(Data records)
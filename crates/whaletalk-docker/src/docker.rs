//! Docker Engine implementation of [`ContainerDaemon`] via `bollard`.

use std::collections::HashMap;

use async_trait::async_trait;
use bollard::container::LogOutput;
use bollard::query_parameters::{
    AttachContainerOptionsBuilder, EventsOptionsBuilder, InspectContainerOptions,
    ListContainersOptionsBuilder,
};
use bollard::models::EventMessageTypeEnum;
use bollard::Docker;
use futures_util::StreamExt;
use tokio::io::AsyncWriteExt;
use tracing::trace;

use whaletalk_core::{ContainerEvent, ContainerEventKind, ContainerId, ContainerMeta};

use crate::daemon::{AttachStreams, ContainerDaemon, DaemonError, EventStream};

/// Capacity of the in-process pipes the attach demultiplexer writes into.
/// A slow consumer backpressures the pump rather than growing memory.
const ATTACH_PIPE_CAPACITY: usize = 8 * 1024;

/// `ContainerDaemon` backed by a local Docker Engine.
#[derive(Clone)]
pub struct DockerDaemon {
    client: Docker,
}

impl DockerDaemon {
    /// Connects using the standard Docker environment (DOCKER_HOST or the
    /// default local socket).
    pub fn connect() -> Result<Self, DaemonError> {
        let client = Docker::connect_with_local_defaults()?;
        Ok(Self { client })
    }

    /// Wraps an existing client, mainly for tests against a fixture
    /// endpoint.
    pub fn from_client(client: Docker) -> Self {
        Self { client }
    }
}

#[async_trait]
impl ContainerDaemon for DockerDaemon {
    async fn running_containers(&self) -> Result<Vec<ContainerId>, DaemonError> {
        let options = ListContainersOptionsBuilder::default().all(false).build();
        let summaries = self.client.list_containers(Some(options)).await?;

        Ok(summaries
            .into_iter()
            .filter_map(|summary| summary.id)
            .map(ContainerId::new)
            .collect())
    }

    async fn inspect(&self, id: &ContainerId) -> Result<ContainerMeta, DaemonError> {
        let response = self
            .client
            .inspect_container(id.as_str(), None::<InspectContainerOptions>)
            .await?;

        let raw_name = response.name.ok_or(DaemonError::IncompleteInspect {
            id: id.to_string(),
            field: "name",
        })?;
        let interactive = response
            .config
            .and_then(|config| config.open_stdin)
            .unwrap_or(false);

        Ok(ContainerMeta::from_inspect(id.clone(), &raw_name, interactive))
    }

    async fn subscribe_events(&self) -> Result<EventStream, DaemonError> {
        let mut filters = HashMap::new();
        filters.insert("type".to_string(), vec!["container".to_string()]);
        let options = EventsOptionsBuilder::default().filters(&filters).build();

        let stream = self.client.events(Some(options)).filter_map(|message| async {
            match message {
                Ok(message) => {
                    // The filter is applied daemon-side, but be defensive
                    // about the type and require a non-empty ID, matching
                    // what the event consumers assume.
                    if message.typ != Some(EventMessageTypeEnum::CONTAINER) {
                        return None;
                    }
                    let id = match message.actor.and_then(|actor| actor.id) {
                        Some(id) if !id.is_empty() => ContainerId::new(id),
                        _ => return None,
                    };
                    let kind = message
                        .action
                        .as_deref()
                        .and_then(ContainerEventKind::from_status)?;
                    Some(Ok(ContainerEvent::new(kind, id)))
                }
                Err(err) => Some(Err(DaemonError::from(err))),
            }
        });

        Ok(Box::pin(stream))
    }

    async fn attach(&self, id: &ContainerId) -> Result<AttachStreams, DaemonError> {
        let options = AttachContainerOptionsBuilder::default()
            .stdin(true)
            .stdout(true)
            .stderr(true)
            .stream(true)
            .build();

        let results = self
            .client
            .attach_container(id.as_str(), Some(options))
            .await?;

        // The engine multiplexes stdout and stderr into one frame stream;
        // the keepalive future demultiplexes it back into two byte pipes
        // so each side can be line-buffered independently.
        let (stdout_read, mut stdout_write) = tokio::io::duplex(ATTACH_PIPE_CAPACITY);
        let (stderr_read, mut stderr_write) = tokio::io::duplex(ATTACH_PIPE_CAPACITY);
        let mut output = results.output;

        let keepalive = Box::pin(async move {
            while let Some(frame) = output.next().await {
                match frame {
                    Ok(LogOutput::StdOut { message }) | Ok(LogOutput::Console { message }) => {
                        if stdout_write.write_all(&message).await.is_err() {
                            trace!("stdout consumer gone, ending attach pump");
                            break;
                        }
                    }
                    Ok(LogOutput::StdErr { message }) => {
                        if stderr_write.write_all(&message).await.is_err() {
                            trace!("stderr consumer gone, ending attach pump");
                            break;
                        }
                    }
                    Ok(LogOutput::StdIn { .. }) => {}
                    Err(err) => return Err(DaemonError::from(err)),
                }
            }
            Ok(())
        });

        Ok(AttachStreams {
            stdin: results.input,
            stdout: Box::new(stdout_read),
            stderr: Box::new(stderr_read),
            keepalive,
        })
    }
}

_Problem to work on:_ Copy out every line above where "ContainerMeta" is present.

_Reply:_
use whaletalk_core::{ContainerEvent, ContainerEventKind, ContainerId, ContainerMeta};
    async fn inspect(&self, id: &ContainerId) -> Result<ContainerMeta, DaemonError> {
        Ok(ContainerMeta::from_inspect(id.clone(), &raw_name, interactive))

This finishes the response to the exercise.